══ LISTED ENTRIES ══
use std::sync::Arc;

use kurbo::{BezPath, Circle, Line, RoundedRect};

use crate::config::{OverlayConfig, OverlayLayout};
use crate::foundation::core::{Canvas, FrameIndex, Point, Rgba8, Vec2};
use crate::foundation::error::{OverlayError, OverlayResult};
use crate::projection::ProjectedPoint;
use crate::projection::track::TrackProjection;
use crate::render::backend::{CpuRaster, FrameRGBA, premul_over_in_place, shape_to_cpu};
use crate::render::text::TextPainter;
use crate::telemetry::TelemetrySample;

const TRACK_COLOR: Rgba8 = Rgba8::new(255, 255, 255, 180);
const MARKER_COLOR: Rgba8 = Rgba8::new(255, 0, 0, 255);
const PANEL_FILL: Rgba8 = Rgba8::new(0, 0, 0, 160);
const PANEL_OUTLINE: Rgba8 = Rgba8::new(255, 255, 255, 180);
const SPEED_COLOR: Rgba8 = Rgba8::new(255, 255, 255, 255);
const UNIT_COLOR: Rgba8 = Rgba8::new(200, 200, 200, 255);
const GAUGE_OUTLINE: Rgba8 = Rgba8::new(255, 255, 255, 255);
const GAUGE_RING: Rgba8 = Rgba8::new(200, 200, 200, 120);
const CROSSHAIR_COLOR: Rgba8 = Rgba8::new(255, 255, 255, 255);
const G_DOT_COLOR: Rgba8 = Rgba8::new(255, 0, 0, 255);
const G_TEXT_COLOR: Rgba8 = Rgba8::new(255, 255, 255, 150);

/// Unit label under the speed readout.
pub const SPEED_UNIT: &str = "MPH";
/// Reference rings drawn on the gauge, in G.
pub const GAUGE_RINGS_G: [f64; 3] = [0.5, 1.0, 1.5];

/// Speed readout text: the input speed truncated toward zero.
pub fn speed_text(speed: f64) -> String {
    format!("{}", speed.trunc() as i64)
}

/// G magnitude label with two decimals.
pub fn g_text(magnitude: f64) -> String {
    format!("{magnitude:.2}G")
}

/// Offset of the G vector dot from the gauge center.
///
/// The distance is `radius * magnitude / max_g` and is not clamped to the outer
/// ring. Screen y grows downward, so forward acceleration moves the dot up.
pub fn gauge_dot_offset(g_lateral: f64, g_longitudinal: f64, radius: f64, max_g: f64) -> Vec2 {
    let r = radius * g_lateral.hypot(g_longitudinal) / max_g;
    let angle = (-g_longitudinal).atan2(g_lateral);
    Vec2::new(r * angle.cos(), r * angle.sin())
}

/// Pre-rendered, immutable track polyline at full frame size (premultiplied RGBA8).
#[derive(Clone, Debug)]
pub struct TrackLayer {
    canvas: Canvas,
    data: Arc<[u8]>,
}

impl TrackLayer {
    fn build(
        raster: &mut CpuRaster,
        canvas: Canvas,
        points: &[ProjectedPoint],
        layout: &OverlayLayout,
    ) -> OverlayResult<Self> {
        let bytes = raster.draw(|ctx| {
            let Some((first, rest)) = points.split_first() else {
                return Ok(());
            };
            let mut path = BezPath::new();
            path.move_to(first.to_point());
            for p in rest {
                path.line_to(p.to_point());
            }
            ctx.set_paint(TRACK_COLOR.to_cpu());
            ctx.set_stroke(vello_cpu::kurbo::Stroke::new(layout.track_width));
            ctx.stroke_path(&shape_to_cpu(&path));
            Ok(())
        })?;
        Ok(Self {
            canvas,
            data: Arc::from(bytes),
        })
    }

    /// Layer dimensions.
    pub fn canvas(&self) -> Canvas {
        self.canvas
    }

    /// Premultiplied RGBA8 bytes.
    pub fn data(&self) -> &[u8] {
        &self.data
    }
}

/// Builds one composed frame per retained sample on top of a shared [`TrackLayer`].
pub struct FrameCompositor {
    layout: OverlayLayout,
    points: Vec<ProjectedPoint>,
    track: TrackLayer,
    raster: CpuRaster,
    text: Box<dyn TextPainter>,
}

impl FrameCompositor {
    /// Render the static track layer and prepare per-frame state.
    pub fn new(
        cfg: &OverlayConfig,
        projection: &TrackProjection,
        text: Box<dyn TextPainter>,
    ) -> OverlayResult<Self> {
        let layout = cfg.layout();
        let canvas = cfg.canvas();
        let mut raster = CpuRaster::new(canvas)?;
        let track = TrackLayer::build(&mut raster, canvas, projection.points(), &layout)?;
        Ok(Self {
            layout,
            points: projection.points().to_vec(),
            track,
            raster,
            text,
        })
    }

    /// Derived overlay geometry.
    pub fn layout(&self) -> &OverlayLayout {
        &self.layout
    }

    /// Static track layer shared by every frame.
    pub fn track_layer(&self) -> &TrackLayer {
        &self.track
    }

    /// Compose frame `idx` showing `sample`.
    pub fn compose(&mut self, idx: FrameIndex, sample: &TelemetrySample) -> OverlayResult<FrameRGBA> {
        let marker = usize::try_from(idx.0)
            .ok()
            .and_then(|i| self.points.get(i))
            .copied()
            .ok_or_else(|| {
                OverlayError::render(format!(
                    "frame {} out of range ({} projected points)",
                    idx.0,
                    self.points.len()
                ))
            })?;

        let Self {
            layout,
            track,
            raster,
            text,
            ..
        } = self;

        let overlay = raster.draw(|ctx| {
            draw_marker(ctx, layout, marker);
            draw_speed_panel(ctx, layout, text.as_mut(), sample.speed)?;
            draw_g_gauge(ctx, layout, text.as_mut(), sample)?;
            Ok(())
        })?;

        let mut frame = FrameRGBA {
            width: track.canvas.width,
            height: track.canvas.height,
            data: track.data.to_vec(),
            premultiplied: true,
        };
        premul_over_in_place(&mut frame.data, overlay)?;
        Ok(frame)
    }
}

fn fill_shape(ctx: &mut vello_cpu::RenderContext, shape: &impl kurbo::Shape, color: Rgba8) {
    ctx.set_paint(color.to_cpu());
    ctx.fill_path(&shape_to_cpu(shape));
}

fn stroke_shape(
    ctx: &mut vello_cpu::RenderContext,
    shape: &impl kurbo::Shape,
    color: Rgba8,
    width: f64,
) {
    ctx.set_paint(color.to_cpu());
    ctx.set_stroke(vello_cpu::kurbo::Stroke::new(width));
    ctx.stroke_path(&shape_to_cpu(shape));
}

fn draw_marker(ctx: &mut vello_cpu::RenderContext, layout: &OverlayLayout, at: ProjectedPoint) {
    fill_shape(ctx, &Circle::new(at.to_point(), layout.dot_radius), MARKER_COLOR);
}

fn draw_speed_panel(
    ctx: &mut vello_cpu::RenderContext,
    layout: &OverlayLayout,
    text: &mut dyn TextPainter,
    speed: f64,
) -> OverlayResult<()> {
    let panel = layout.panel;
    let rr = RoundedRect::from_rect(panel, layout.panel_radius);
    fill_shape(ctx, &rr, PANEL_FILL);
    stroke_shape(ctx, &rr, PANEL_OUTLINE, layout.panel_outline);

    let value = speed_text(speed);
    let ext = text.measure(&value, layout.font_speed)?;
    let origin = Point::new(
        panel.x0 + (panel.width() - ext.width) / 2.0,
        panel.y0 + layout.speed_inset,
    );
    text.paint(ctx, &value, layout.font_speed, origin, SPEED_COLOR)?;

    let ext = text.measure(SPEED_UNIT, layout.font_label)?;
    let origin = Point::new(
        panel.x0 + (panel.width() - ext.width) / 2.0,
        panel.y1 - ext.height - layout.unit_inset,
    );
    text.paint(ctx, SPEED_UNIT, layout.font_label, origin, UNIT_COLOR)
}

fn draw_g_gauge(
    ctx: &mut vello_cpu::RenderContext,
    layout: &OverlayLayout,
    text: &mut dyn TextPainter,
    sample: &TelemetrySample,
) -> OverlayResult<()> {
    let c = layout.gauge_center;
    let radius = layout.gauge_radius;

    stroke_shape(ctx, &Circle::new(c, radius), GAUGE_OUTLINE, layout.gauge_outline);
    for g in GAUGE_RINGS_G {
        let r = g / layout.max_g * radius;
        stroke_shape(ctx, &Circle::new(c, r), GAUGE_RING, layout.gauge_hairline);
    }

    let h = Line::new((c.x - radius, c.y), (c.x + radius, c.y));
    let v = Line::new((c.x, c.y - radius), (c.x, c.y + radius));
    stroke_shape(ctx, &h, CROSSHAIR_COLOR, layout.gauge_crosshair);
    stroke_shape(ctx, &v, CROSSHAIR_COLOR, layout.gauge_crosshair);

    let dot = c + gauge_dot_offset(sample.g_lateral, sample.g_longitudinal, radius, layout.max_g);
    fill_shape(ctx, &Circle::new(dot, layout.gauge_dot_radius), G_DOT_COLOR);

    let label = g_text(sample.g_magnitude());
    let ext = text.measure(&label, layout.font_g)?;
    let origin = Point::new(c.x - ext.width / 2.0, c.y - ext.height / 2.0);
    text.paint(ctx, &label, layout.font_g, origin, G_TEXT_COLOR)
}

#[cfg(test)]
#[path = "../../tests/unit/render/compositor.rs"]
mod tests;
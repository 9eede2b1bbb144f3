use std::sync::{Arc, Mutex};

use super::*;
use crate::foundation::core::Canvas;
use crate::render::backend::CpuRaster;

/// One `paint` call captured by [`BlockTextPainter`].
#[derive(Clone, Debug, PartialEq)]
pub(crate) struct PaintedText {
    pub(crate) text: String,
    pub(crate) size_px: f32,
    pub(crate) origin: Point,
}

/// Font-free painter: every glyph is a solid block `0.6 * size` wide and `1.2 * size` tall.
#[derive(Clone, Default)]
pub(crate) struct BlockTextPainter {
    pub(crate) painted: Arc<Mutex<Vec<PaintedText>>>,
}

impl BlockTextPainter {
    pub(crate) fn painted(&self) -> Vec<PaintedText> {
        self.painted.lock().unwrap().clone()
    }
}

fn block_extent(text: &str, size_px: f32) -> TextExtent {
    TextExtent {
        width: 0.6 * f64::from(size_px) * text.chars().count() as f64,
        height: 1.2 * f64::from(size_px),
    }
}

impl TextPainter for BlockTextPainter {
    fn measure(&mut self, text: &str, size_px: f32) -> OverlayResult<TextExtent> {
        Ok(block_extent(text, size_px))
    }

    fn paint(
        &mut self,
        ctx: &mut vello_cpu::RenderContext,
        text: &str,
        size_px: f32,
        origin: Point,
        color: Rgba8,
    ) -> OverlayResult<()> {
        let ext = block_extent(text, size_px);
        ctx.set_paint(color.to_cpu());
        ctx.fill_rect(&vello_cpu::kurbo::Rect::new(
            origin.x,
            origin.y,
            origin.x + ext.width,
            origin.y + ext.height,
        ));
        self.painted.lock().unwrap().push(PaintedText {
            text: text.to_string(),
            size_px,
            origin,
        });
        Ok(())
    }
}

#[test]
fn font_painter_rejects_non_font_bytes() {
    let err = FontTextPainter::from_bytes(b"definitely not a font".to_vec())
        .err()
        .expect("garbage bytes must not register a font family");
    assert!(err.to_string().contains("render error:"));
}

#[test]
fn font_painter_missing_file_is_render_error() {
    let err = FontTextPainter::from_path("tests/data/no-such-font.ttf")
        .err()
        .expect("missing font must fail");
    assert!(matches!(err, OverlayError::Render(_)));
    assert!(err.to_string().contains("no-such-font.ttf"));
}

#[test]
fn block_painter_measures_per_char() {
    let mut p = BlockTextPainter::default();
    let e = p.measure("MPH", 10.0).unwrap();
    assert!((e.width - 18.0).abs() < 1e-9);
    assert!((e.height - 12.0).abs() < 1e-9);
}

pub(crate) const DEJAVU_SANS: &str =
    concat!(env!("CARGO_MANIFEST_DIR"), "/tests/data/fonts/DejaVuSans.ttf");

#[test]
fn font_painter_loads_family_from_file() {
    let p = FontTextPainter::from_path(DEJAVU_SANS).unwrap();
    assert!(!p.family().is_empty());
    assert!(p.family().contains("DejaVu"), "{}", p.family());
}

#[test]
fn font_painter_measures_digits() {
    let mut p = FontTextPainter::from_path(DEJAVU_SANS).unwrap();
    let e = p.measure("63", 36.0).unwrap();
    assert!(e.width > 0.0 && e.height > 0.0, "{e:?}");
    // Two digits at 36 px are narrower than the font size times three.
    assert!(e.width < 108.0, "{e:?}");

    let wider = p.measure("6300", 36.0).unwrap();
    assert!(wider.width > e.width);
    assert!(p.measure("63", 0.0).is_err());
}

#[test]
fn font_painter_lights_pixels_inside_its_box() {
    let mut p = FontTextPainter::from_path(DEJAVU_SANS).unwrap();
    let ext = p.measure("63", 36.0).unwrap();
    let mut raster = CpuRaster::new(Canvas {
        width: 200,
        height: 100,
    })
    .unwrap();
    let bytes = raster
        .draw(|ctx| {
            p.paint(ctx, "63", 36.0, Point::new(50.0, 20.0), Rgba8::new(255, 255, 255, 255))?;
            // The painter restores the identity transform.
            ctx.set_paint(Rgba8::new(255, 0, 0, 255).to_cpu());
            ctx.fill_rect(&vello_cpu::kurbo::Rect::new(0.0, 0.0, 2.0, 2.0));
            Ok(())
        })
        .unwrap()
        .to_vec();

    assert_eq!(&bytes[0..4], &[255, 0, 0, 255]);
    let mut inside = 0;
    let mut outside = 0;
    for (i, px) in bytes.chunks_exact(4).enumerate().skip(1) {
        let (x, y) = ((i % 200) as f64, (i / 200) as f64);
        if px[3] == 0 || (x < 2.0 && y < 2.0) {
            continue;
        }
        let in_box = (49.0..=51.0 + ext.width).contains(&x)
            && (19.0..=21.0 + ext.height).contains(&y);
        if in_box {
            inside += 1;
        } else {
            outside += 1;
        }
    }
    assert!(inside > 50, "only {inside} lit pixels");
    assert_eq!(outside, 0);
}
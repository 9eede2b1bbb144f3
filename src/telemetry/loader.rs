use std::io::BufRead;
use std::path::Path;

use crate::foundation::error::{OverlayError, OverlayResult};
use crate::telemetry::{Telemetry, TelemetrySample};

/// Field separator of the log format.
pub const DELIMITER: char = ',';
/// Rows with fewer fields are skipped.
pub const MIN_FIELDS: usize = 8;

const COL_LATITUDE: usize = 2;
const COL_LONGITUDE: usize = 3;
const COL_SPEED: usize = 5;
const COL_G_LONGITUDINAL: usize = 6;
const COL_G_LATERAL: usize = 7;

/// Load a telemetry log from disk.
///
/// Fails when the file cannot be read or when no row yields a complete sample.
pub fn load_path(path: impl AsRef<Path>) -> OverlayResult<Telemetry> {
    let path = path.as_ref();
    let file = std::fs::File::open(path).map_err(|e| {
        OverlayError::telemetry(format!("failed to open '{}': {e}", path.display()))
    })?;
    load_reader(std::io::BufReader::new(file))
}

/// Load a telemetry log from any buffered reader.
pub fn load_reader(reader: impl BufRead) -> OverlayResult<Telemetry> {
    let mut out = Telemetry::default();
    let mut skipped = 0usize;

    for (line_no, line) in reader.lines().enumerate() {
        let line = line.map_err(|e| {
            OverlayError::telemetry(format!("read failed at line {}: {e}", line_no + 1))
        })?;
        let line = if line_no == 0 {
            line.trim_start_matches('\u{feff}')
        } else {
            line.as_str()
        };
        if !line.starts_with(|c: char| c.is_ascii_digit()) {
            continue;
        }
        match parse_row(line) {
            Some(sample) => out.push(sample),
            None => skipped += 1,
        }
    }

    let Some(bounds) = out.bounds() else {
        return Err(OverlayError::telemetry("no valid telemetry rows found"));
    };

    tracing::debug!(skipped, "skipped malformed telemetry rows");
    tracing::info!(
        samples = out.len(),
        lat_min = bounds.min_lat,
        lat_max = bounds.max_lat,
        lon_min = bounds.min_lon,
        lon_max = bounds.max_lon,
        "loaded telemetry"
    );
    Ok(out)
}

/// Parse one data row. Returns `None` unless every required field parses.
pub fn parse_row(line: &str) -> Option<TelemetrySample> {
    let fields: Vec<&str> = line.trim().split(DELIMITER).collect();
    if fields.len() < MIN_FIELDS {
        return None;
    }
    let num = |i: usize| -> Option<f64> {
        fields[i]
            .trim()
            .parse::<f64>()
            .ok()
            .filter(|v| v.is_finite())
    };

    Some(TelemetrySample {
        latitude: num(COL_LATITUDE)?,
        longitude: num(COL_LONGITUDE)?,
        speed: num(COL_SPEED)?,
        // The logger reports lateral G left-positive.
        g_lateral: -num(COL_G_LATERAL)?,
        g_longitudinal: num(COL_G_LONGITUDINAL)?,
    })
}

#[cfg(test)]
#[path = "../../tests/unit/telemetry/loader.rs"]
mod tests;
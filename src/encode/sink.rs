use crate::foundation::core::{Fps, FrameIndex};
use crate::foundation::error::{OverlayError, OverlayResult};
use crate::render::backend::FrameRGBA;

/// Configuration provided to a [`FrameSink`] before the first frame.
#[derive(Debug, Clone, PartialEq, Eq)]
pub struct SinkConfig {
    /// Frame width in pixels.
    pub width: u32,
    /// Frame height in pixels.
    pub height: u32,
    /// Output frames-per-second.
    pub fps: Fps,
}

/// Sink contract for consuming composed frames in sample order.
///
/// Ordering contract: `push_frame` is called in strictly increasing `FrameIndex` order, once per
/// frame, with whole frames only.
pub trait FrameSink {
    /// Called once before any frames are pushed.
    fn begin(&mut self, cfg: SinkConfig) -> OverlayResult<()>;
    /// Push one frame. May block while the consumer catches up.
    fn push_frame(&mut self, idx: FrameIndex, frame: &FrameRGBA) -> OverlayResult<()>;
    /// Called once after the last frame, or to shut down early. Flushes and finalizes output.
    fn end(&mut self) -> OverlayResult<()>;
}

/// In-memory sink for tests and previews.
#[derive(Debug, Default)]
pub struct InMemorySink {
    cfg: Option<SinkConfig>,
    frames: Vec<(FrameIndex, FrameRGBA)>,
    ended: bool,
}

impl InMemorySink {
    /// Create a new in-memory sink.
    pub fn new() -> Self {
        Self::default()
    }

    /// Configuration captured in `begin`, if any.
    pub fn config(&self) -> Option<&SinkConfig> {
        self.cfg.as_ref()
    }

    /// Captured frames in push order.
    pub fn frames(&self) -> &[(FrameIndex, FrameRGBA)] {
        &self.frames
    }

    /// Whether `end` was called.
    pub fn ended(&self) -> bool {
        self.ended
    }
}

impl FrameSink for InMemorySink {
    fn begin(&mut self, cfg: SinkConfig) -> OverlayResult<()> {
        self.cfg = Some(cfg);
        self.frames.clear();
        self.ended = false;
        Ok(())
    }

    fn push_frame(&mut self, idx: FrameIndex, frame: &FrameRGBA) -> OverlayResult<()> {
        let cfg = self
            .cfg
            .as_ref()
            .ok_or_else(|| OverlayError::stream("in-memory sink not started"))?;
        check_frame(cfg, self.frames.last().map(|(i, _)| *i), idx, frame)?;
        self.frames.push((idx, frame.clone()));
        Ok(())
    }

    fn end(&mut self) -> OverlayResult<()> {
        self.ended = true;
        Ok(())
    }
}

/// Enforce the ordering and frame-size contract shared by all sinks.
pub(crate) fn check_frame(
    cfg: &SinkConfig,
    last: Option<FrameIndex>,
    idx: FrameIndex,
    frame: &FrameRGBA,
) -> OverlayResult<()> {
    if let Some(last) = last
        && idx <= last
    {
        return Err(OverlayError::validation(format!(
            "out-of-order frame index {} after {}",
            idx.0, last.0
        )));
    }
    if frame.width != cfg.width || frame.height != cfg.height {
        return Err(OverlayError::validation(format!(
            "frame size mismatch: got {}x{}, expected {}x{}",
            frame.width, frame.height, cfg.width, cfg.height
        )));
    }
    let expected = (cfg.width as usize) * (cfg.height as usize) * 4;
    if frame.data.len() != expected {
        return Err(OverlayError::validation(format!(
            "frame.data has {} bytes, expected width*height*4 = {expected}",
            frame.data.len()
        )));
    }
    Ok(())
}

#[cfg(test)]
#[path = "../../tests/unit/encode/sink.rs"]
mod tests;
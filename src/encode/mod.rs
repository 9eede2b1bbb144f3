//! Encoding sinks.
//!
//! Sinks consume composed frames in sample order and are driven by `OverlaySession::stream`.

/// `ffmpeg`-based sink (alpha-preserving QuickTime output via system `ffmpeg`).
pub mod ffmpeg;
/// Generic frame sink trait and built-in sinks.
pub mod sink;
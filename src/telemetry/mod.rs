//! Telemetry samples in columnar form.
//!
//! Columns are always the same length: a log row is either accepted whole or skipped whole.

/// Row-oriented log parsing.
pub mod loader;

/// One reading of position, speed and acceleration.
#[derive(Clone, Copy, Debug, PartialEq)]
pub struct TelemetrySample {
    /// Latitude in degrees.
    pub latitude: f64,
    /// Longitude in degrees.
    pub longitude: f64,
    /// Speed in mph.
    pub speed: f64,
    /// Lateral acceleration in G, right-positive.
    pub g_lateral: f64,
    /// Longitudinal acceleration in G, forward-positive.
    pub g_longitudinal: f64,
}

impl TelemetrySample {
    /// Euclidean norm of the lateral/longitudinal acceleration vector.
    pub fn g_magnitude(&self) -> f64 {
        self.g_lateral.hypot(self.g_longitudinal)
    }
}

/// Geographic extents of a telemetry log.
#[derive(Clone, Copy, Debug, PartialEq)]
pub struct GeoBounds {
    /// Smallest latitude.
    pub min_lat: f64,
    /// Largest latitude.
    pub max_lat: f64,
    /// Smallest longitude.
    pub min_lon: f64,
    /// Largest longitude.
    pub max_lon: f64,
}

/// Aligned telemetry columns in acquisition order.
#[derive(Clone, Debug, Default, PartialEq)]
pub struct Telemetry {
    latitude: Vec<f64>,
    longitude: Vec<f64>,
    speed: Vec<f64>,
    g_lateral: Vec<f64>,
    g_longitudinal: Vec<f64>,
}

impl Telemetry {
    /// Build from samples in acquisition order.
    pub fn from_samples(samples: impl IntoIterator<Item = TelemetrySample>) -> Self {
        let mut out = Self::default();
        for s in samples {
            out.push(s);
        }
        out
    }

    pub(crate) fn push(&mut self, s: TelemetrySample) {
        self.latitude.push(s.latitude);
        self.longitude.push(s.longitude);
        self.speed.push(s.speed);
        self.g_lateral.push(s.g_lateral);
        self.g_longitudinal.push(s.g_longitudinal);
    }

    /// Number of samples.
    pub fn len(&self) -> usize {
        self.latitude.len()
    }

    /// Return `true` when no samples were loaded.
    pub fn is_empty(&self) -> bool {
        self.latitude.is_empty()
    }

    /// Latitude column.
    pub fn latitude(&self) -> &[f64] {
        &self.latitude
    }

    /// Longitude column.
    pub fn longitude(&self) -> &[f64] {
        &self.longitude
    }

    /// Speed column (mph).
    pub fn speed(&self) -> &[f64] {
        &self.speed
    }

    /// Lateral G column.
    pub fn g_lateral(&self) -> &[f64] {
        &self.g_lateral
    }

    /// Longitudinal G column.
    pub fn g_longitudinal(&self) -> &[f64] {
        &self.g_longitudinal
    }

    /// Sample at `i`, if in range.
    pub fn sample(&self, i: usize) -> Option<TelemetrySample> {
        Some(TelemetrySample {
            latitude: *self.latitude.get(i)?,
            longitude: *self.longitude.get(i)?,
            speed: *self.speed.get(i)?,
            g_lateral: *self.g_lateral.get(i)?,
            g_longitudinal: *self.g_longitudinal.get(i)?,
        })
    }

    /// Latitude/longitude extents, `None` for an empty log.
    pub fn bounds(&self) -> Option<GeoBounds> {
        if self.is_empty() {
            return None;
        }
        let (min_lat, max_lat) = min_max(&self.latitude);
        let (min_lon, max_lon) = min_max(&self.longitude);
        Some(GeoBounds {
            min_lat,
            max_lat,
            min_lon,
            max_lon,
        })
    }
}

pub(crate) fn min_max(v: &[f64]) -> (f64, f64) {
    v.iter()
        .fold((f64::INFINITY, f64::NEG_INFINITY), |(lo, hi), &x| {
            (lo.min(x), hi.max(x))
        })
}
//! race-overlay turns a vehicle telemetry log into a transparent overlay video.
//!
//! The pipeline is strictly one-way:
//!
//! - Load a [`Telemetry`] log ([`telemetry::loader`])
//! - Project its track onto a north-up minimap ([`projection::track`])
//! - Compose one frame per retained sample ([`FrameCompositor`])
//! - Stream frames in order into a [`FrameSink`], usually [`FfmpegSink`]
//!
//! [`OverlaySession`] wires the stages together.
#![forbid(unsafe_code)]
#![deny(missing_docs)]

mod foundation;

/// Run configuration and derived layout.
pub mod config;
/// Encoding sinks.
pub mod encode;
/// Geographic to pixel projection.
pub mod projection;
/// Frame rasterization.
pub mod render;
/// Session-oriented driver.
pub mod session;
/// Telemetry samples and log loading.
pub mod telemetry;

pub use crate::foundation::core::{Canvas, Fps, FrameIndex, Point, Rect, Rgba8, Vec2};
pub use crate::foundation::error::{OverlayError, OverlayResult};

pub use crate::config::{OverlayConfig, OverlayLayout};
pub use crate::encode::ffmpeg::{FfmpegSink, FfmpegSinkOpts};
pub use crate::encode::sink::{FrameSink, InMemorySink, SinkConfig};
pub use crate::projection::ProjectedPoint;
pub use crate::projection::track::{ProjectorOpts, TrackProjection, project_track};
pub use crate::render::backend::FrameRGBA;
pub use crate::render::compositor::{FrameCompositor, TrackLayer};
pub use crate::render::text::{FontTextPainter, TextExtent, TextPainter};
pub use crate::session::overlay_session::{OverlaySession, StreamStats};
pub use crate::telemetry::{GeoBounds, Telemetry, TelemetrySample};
═══
EXERCISE DIRECTIONS →
Within the entries, determine the count of lines containing the string "samples" and output it alone.

THE COMPLETED TASK →
8